- Assignment -
Line by line, copy out the data below exactly.
++++
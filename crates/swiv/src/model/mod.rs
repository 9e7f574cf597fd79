// SPDX-License-Identifier: AGPL-3.0-only
// Copyright (C) 2024 Jonathan Lee
// This program is free software: you can redistribute it and/or modify
// it under the terms of the GNU Affero General Public License version 3
// as published by the Free Software Foundation.
// This program is distributed in the hope that it will be useful,
// but WITHOUT ANY WARRANTY; without even the implied warranty of
// MERCHANTABILITY or FITNESS FOR A PARTICULAR PURPOSE.
// See the GNU Affero General Public License for more details.
// You should have received a copy of the GNU Affero General Public License
// along with this program. If not, see https://www.gnu.org/licenses/.

pub mod data_cube;
pub mod series;
pub mod sort;
pub mod split;

pub use data_cube::{BucketingStrategy, DataCube, Dimension, DimensionKind, Measure};
pub use series::{Series, SeriesList};
pub use sort::{DimensionSort, SeriesDerivation, SeriesSort, Sort, SortDirection};
pub use split::{Bucket, Split, SplitType, Splits};

use serde::{Deserialize, Serialize};

pub const DEFAULT_VISUALIZATION_COLORS: [&str; 10] = [
    "#2D95CA", "#EFB925", "#DA4E99", "#4CC873", "#745CBD", "#EA7136", "#E68EE0", "#218C35",
    "#B0B510", "#904064",
];

fn default_colors() -> Vec<String> {
    DEFAULT_VISUALIZATION_COLORS
        .iter()
        .map(|c| c.to_string())
        .collect()
}

/// Application wide settings the rule sets consult.
#[derive(Debug, Clone, PartialEq, Serialize, Deserialize)]
#[serde(rename_all = "camelCase")]
pub struct AppSettings {
    #[serde(default = "default_colors")]
    pub visualization_colors: Vec<String>,
}

impl Default for AppSettings {
    fn default() -> Self {
        Self {
            visualization_colors: default_colors(),
        }
    }
}

impl AppSettings {
    pub fn with_colors(colors: Vec<String>) -> Self {
        Self {
            visualization_colors: colors,
        }
    }
}
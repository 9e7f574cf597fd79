// SPDX-License-Identifier: AGPL-3.0-only
// Copyright (C) 2024 Jonathan Lee
// This program is free software: you can redistribute it and/or modify
// it under the terms of the GNU Affero General Public License version 3
// as published by the Free Software Foundation.
// This program is distributed in the hope that it will be useful,
// but WITHOUT ANY WARRANTY; without even the implied warranty of
// MERCHANTABILITY or FITNESS FOR A PARTICULAR PURPOSE.
// See the GNU Affero General Public License for more details.
// You should have received a copy of the GNU Affero General Public License
// along with this program. If not, see https://www.gnu.org/licenses/.

use super::{VisualizationManifest, VisualizationSettings};
use crate::rules::adjustments::{adjust_limit, adjust_sort, thread};
use crate::rules::predicates::{number_of_series_is_not, number_of_splits_is_not};
use crate::rules::{
    Adjustment, Resolutions, Resolve, RuleVariables, VisualizationRulesBuilder,
    NORMAL_PRIORITY_ACTION,
};
use serde_json::json;

pub const NAME: &str = "heatmap";
pub const TITLE: &str = "Heatmap";
const REQUIRED_SPLITS: usize = 2;
const SCORE: i32 = 3;

fn exact_splits(variables: &RuleVariables) -> Resolve {
    let RuleVariables {
        data_cube, splits, ..
    } = variables;
    let resolutions = if splits.len() > REQUIRED_SPLITS {
        Resolutions::remove_last_splits(splits, REQUIRED_SPLITS)
    } else {
        Resolutions::add_split_on(
            splits,
            &data_cube.dimensions,
            REQUIRED_SPLITS - splits.len(),
        )
    };
    Resolve::manual(
        NORMAL_PRIORITY_ACTION,
        "Heatmap needs exactly 2 splits",
        resolutions,
    )
}

fn single_measure(variables: &RuleVariables) -> Resolve {
    let resolutions = if variables.series.is_empty() {
        Resolutions::first_measure(&variables.data_cube)
    } else {
        Resolutions::show_only_series(&variables.data_cube, &variables.series)
    };
    Resolve::manual(
        NORMAL_PRIORITY_ACTION,
        "Heatmap needs exactly 1 measure",
        resolutions,
    )
}

fn normalise(variables: &RuleVariables) -> Resolve {
    let RuleVariables {
        data_cube,
        splits,
        series,
        is_selected_visualization,
        ..
    } = variables;
    let new_splits = splits.map(|split| {
        let dimension = data_cube.dimension(&split.reference);
        thread(
            split.clone(),
            &[&adjust_limit(dimension), &adjust_sort(dimension, series)],
        )
    });
    if &new_splits == splits {
        Resolve::ready(if *is_selected_visualization { 10 } else { SCORE })
    } else {
        Resolve::automatic(SCORE, Adjustment::splits(new_splits))
    }
}

pub fn manifest() -> VisualizationManifest {
    let evaluator = VisualizationRulesBuilder::empty()
        .when(number_of_splits_is_not(REQUIRED_SPLITS))
        .then(exact_splits)
        .when(number_of_series_is_not(1))
        .then(single_measure)
        .otherwise(normalise)
        .build();
    VisualizationManifest::new(
        NAME,
        TITLE,
        evaluator,
        VisualizationSettings::new(json!({})),
    )
}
++++
- Reply to the exercise -
filename crates/swiv/src/model/mod.rs
repository 9e7f574cf597fd79
// SPDX-License-Identifier: AGPL-3.0-only
// Copyright (C) 2024 Jonathan Lee
// This program is free software: you can redistribute it and/or modify
// it under the terms of the GNU Affero General Public License version 3
// as published by the Free Software Foundation.
// This program is distributed in the hope that it will be useful,
// but WITHOUT ANY WARRANTY; without even the implied warranty of
// MERCHANTABILITY or FITNESS FOR A PARTICULAR PURPOSE.
// See the GNU Affero General Public License for more details.
// You should have received a copy of the GNU Affero General Public License
// along with this program. If not, see https://www.gnu.org/licenses/.

pub mod data_cube;
pub mod series;
pub mod sort;
pub mod split;

pub use data_cube::{BucketingStrategy, DataCube, Dimension, DimensionKind, Measure};
pub use series::{Series, SeriesList};
pub use sort::{DimensionSort, SeriesDerivation, SeriesSort, Sort, SortDirection};
pub use split::{Bucket, Split, SplitType, Splits};

use serde::{Deserialize, Serialize};

pub const DEFAULT_VISUALIZATION_COLORS: [&str; 10] = [
    "#2D95CA", "#EFB925", "#DA4E99", "#4CC873", "#745CBD", "#EA7136", "#E68EE0", "#218C35",
    "#B0B510", "#904064",
];

fn default_colors() -> Vec<String> {
    DEFAULT_VISUALIZATION_COLORS
        .iter()
        .map(|c| c.to_string())
        .collect()
}

/// Application wide settings the rule sets consult.
#[derive(Debug, Clone, PartialEq, Serialize, Deserialize)]
#[serde(rename_all = "camelCase")]
pub struct AppSettings {
    #[serde(default = "default_colors")]
    pub visualization_colors: Vec<String>,
}

impl Default for AppSettings {
    fn default() -> Self {
        Self {
            visualization_colors: default_colors(),
        }
    }
}

impl AppSettings {
    pub fn with_colors(colors: Vec<String>) -> Self {
        Self {
            visualization_colors: colors,
        }
    }
}
repository 9e7f574cf597fd79
// SPDX-License-Identifier: AGPL-3.0-only
// Copyright (C) 2024 Jonathan Lee
// This program is free software: you can redistribute it and/or modify
// it under the terms of the GNU Affero General Public License version 3
// as published by the Free Software Foundation.
// This program is distributed in the hope that it will be useful,
// but WITHOUT ANY WARRANTY; without even the implied warranty of
// MERCHANTABILITY or FITNESS FOR A PARTICULAR PURPOSE.
// See the GNU Affero General Public License for more details.
// You should have received a copy of the GNU Affero General Public License
// along with this program. If not, see https://www.gnu.org/licenses/.

use super::{VisualizationManifest, VisualizationSettings};
use crate::rules::adjustments::{adjust_limit, adjust_sort, thread};
use crate::rules::predicates::{number_of_series_is_not, number_of_splits_is_not};
use crate::rules::{
    Adjustment, Resolutions, Resolve, RuleVariables, VisualizationRulesBuilder,
    NORMAL_PRIORITY_ACTION,
};
use serde_json::json;

pub const NAME: &str = "heatmap";
pub const TITLE: &str = "Heatmap";
const REQUIRED_SPLITS: usize = 2;
const SCORE: i32 = 3;

fn exact_splits(variables: &RuleVariables) -> Resolve {
    let RuleVariables {
        data_cube, splits, ..
    } = variables;
    let resolutions = if splits.len() > REQUIRED_SPLITS {
        Resolutions::remove_last_splits(splits, REQUIRED_SPLITS)
    } else {
        Resolutions::add_split_on(
            splits,
            &data_cube.dimensions,
            REQUIRED_SPLITS - splits.len(),
        )
    };
    Resolve::manual(
        NORMAL_PRIORITY_ACTION,
        "Heatmap needs exactly 2 splits",
        resolutions,
    )
}

fn single_measure(variables: &RuleVariables) -> Resolve {
    let resolutions = if variables.series.is_empty() {
        Resolutions::first_measure(&variables.data_cube)
    } else {
        Resolutions::show_only_series(&variables.data_cube, &variables.series)
    };
    Resolve::manual(
        NORMAL_PRIORITY_ACTION,
        "Heatmap needs exactly 1 measure",
        resolutions,
    )
}

fn normalise(variables: &RuleVariables) -> Resolve {
    let RuleVariables {
        data_cube,
        splits,
        series,
        is_selected_visualization,
        ..
    } = variables;
    let new_splits = splits.map(|split| {
        let dimension = data_cube.dimension(&split.reference);
        thread(
            split.clone(),
            &[&adjust_limit(dimension), &adjust_sort(dimension, series)],
        )
    });
    if &new_splits == splits {
        Resolve::ready(if *is_selected_visualization { 10 } else { SCORE })
    } else {
        Resolve::automatic(SCORE, Adjustment::splits(new_splits))
    }
}

pub fn manifest() -> VisualizationManifest {
    let evaluator = VisualizationRulesBuilder::empty()
        .when(number_of_splits_is_not(REQUIRED_SPLITS))
        .then(exact_splits)
        .when(number_of_series_is_not(1))
        .then(single_measure)
        .otherwise(normalise)
        .build();
    VisualizationManifest::new(
        NAME,
        TITLE,
        evaluator,
        VisualizationSettings::new(json!({})),
    )
}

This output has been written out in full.